A recent study by the Crime Commission found that between six and ten percent of the Virginia jail population, more than 20,000 criminals, are believed to be illegal aliens. Nearly 40 percent of the crimes committed by illegal aliens in jail in Virginia are felonies. Another 46 percent were misdemeanors. Twelve percent are misdemeanor drunk driving offenses. Illegal aliens make up as much as 40 percent of the gang crime caseload in Northern Virginia, according to a forthcoming study by my organization.
The proposal is a winner for ICE, because its 5,500 special agents are hopelessly outnumbered and cannot handle the job of identifying and apprehending even the criminals among an illegal alien population of more than 12 million, about 300,000 of whom live in Virginia. Due to resource and staffing limitations and the way mission priorities have been defined, ICE can only cope with "the worst of the worst," in the words of Bill Reid, the ICE special agent in charge of the district that includes Virginia. That means many illegal aliens who are arrested and jailed by local officers are not being processed for removal. Most local agencies do not have the expertise to identify illegal aliens, and ICE does not have the staff to cover every state and local jail.

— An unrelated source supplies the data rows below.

use serde::{Deserialize, Serialize};

use crate::app::Overlay;
use crate::capabilities::{IdentityError, IdentityNotice, RemoteError, TranslationError};
use crate::model::{DocumentId, LanguageCode, PreferencesPatch, ProfilePatch, Theme, UserId};
use crate::navigation::Route;
use crate::profile::{FormField, FormInput};
use crate::translation::TranslationRequest;

/// Both remote documents for one identity, fetched together.
#[derive(Serialize, Deserialize, Clone, Debug, PartialEq)]
pub struct RemoteSnapshot {
    pub user: UserId,
    pub preferences: Result<Option<PreferencesPatch>, RemoteError>,
    pub profile: Result<Option<ProfilePatch>, RemoteError>,
}

#[derive(Serialize, Deserialize, Clone, Debug, PartialEq)]
pub struct TranslationOutcome {
    pub request: TranslationRequest,
    pub result: Result<String, TranslationError>,
}

// --- Event enum: no None variant, large variants boxed ---

#[derive(Serialize, Deserialize, Clone, Debug, PartialEq)]
pub enum Event {
    // Language & Onboarding
    LanguageConfirmed {
        language: LanguageCode,
    },
    OnboardingInput(FormInput),
    OnboardingNext,
    OnboardingBack,
    OnboardingSubmit,
    GetStarted,

    // Navigation
    Navigate(Box<Route>),
    NavigateBack,
    SimpleModeRequested,
    DisclaimerConfirmed,
    ThemeSettingsRequested,

    // Theme
    ToggleTheme,
    ToggleSystemTheme,

    // Overlays & Notices
    OverlayOpened(Overlay),
    OverlayClosed,
    ProfileEditRequested,
    NoticeDismissed,
    FeedbackRequested {
        text: String,
    },

    // Translator
    TranslatorInputChanged {
        text: String,
    },
    TranslatorSourceSelected {
        language: LanguageCode,
    },
    TranslatorTargetSelected {
        language: LanguageCode,
    },
    TranslateRequested,
    TranslatorSwapRequested,
    TranslatorCleared,
    HistoryRestored {
        index: usize,
    },
    HistoryCleared,

    // Document Viewer
    DocumentLoaded,
    DocumentZoomIn,
    DocumentZoomOut,

    // Shell Signals
    NetworkStatusChanged {
        online: bool,
    },
    OsThemeChanged(Theme),

    // Async Results (boxed to keep enum size small)
    IdentityChanged(IdentityNotice),
    SignInFailed(IdentityError),
    RemoteSnapshotFetched(Box<RemoteSnapshot>),
    TranslationFinished(Box<TranslationOutcome>),
    FeedbackStored(Box<Result<DocumentId, RemoteError>>),
    OnboardingDelayElapsed,
    DocumentLoadTimedOut {
        generation: u64,
    },
    AttentionElapsed(FormField),
}

impl Event {
    /// Name for logs. Never includes payload data.
    #[must_use]
    pub fn name(&self) -> &'static str {
        match self {
            Event::LanguageConfirmed { .. } => "language_confirmed",
            Event::OnboardingInput(_) => "onboarding_input",
            Event::OnboardingNext => "onboarding_next",
            Event::OnboardingBack => "onboarding_back",
            Event::OnboardingSubmit => "onboarding_submit",
            Event::GetStarted => "get_started",
            Event::Navigate(_) => "navigate",
            Event::NavigateBack => "navigate_back",
            Event::SimpleModeRequested => "simple_mode_requested",
            Event::DisclaimerConfirmed => "disclaimer_confirmed",
            Event::ThemeSettingsRequested => "theme_settings_requested",
            Event::ToggleTheme => "toggle_theme",
            Event::ToggleSystemTheme => "toggle_system_theme",
            Event::OverlayOpened(_) => "overlay_opened",
            Event::OverlayClosed => "overlay_closed",
            Event::ProfileEditRequested => "profile_edit_requested",
            Event::NoticeDismissed => "notice_dismissed",
            Event::FeedbackRequested { .. } => "feedback_requested",
            Event::TranslatorInputChanged { .. } => "translator_input_changed",
            Event::TranslatorSourceSelected { .. } => "translator_source_selected",
            Event::TranslatorTargetSelected { .. } => "translator_target_selected",
            Event::TranslateRequested => "translate_requested",
            Event::TranslatorSwapRequested => "translator_swap_requested",
            Event::TranslatorCleared => "translator_cleared",
            Event::HistoryRestored { .. } => "history_restored",
            Event::HistoryCleared => "history_cleared",
            Event::DocumentLoaded => "document_loaded",
            Event::DocumentZoomIn => "document_zoom_in",
            Event::DocumentZoomOut => "document_zoom_out",
            Event::NetworkStatusChanged { .. } => "network_status_changed",
            Event::OsThemeChanged(_) => "os_theme_changed",
            Event::IdentityChanged(_) => "identity_changed",
            Event::SignInFailed(_) => "sign_in_failed",
            Event::RemoteSnapshotFetched(_) => "remote_snapshot_fetched",
            Event::TranslationFinished(_) => "translation_finished",
            Event::FeedbackStored(_) => "feedback_stored",
            Event::OnboardingDelayElapsed => "onboarding_delay_elapsed",
            Event::DocumentLoadTimedOut { .. } => "document_load_timed_out",
            Event::AttentionElapsed(_) => "attention_elapsed",
        }
    }
}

Mostly, this proposal will benefit the residents of the Commonwealth of Virginia, citizen and immigrant alike, because ICE's triage approach leaves a lot of the worst still on the streets. One recent government study found that about 73 of a sample of 100 illegal aliens arrested and then released because of ICE priorities went on to commit further crimes. This category would include Alfredo Ramos, an illegal alien from Mexico who was convicted of three alcohol-related misdemeanors over several months before he finally killed two Virginia Beach teenagers while driving drunk on March 30, 2007. Similar tragedies are occurring on an increasingly frequent basis around the country.
The detention space proposal is a necessary component of a larger strategy to address criminal aliens that includes mandates to determine the status of non-citizens in custody and training of state and local law enforcement agencies to enable them to do so. ICE also has a program to deputize state and local officers to process criminals for deportation. Known as the 287(g) program, this helps free up ICE resources for the most complicated cases and helps local agencies rid their communities of criminals.

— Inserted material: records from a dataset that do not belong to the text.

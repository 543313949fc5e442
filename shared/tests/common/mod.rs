#![allow(dead_code)]

use std::sync::Arc;

use shared::capabilities::{
    LocalStore, ManualOsTheme, MemoryIdentityService, MemoryLocalStore, MemoryRemoteStore,
    OsThemeSource, Translator,
};
use shared::{App, AppConfig, Context, RemoteBackend, RemoteConfig, Theme};

pub struct Harness {
    pub app: App,
    pub local: Arc<MemoryLocalStore>,
    pub remote: Arc<MemoryRemoteStore>,
    pub identity: Arc<MemoryIdentityService>,
    pub os_theme: Arc<ManualOsTheme>,
}

pub struct HarnessBuilder {
    local: MemoryLocalStore,
    remote: MemoryRemoteStore,
    identity: MemoryIdentityService,
    os_theme: Theme,
    token: Option<String>,
    connected: bool,
    translator: Option<Arc<dyn Translator>>,
}

impl HarnessBuilder {
    pub fn local(mut self, local: MemoryLocalStore) -> Self {
        self.local = local;
        self
    }

    pub fn remote(mut self, remote: MemoryRemoteStore) -> Self {
        self.remote = remote;
        self
    }

    pub fn identity(mut self, identity: MemoryIdentityService) -> Self {
        self.identity = identity;
        self
    }

    pub fn os_theme(mut self, theme: Theme) -> Self {
        self.os_theme = theme;
        self
    }

    pub fn token(mut self, token: &str) -> Self {
        self.token = Some(token.to_string());
        self
    }

    pub fn disconnected(mut self) -> Self {
        self.connected = false;
        self
    }

    pub fn translator(mut self, translator: Arc<dyn Translator>) -> Self {
        self.translator = Some(translator);
        self
    }

    /// Builds the app without starting the identity bootstrap.
    pub fn build(self) -> Harness {
        let local = Arc::new(self.local);
        let remote = Arc::new(self.remote);
        let identity = Arc::new(self.identity);
        let os_theme = Arc::new(ManualOsTheme::new(self.os_theme));

        let mut config = AppConfig::default();
        if self.connected {
            config = config.with_remote(
                RemoteConfig::from_json(r#"{"projectId":"gyan-test","apiKey":"test-key"}"#)
                    .unwrap(),
            );
        }
        if let Some(token) = self.token {
            config = config.with_bootstrap_token(token);
        }

        let mut builder = Context::builder()
            .config(config)
            .local_store(Arc::clone(&local) as Arc<dyn LocalStore>)
            .os_theme(Arc::clone(&os_theme) as Arc<dyn OsThemeSource>)
            .remote(RemoteBackend::new(remote.clone(), identity.clone()));
        if let Some(translator) = self.translator {
            builder = builder.translator(translator);
        }

        Harness {
            app: App::new(builder.build().unwrap()),
            local,
            remote,
            identity,
            os_theme,
        }
    }
}

pub fn harness() -> HarnessBuilder {
    HarnessBuilder {
        local: MemoryLocalStore::new(),
        remote: MemoryRemoteStore::new(),
        identity: MemoryIdentityService::new(),
        os_theme: Theme::Light,
        token: None,
        connected: true,
        translator: None,
    }
}

pub const STORED_PROFILE: &str =
    r#"{"username":"Asha Rao","school":"Sunrise Public School","standard":"10th"}"#;
//! Caption segmentation and filter-safe text escaping.
//!
//! Translated narration is wrapped into display-sized lines and the
//! measured audio duration is partitioned evenly across them. Line text
//! destined for the drawtext filter is escaped so it cannot break out of
//! the filter grammar.

use reel_models::{CaptionLine, CaptionSchedule};

/// Maximum characters per caption line.
pub const WRAP_WIDTH: usize = 40;

/// Maximum characters in a single overlay before truncation.
pub const MAX_OVERLAY_CHARS: usize = 200;

/// Marker appended to truncated overlay text.
const ELLIPSIS: &str = "...";

/// Characters escaped for the drawtext grammar, in application order.
/// Backslash must come first so later escapes are not double-escaped.
const ESCAPES: &[(char, &str)] = &[
    ('\\', "\\\\"),
    (':', "\\:"),
    ('\'', "\\'"),
    (',', "\\,"),
    ('%', "\\%"),
    ('\n', " "),
    ('"', "\\\""),
    ('=', "\\="),
    ('[', "\\["),
    (']', "\\]"),
    ('{', "\\{"),
    ('}', "\\}"),
    ('$', "\\$"),
    ('#', "\\#"),
    ('&', "\\&"),
];

/// Greedily wrap text into lines of at most `width` characters.
///
/// Breaks only on word boundaries; a single word longer than `width`
/// gets its own over-long line rather than being split mid-word.
pub fn wrap_text(text: &str, width: usize) -> Vec<String> {
    let mut lines = Vec::new();
    let mut current = String::new();
    let mut current_len = 0usize;

    for word in text.split_whitespace() {
        let word_len = word.chars().count();
        if current_len == 0 {
            current.push_str(word);
            current_len = word_len;
        } else if current_len + 1 + word_len <= width {
            current.push(' ');
            current.push_str(word);
            current_len += 1 + word_len;
        } else {
            lines.push(std::mem::take(&mut current));
            current.push_str(word);
            current_len = word_len;
        }
    }

    if !current.is_empty() {
        lines.push(current);
    }

    lines
}

/// Build the caption schedule for translated text against a measured
/// audio duration.
///
/// The duration is split evenly across the wrapped lines; line `i` is
/// shown during `[i*d, (i+1)*d)`. Deterministic for a given input.
pub fn build_schedule(text: &str, total_duration: f64) -> CaptionSchedule {
    let wrapped = wrap_text(text, WRAP_WIDTH);
    // Floor of one line; callers validate non-empty text upstream.
    let count = wrapped.len().max(1);
    let per_line = total_duration / count as f64;

    let lines = if wrapped.is_empty() {
        vec![CaptionLine::new("", 0.0, per_line)]
    } else {
        wrapped
            .into_iter()
            .enumerate()
            .map(|(i, line)| {
                let start = i as f64 * per_line;
                CaptionLine::new(line, start, start + per_line)
            })
            .collect()
    };

    CaptionSchedule::new(lines, total_duration)
}

/// Escape caption text for safe embedding in the drawtext filter grammar.
///
/// Returns an empty string for empty input (callers emit no overlay for
/// blank lines). Text longer than [`MAX_OVERLAY_CHARS`] after escaping is
/// cut at the last word boundary and given an ellipsis marker, so output
/// never exceeds `MAX_OVERLAY_CHARS + 3` characters.
pub fn escape_overlay_text(text: &str) -> String {
    if text.is_empty() {
        return String::new();
    }

    let mut escaped = text.to_string();
    for (ch, replacement) in ESCAPES {
        escaped = escaped.replace(*ch, replacement);
    }

    truncate_at_word_boundary(&escaped, MAX_OVERLAY_CHARS)
}

/// Cut `text` to at most `limit` characters at a word boundary, appending
/// an ellipsis when anything was removed.
///
/// Cutting at a space cannot split an escape pair, since no escape
/// sequence contains a space. A hard cut (no space in the head) can land
/// between a backslash and the character it escapes; an odd trailing run
/// of backslashes marks that dangling half and the last one is dropped.
fn truncate_at_word_boundary(text: &str, limit: usize) -> String {
    if text.chars().count() <= limit {
        return text.to_string();
    }

    let head: String = text.chars().take(limit).collect();
    let cut = match head.rfind(' ') {
        Some(pos) => head[..pos].trim_end().to_string(),
        None => {
            let mut head = head;
            let trailing = head.chars().rev().take_while(|c| *c == '\\').count();
            if trailing % 2 == 1 {
                head.pop();
            }
            head
        }
    };
    format!("{}{}", cut, ELLIPSIS)
}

Since illegal alien criminals are unlikely to go home voluntarily, this program will not work without additional detention space. Sheriff's departments in the areas of the state that have the worst problems with illegal immigration already have a shortage of detention space. Loudoun County, for example, is building a new county jail to double capacity from 120 to 220 beds. Yet their jail population can typically exceed 400 inmates, many of whom are sent to facilities outside the county. Gang investigators in Loudoun say that detention space is the biggest problem they face in dealing with the many illegal alien gang members from the county, so the benefits of this proposal are quite tangible.
While immigration is supposedly a federal responsibility, the scale of the job far surpasses the federal government's capacity to control it, and the costs fall disproportionately on state and local government. Virginia legislators and ICE should not hesitate to endorse the Crime Commission's proposal and others that utilize immigration law enforcement tools on behalf of public safety.
Jessica M. Vaughan is a senior policy analyst at the Center for Immigration Studies.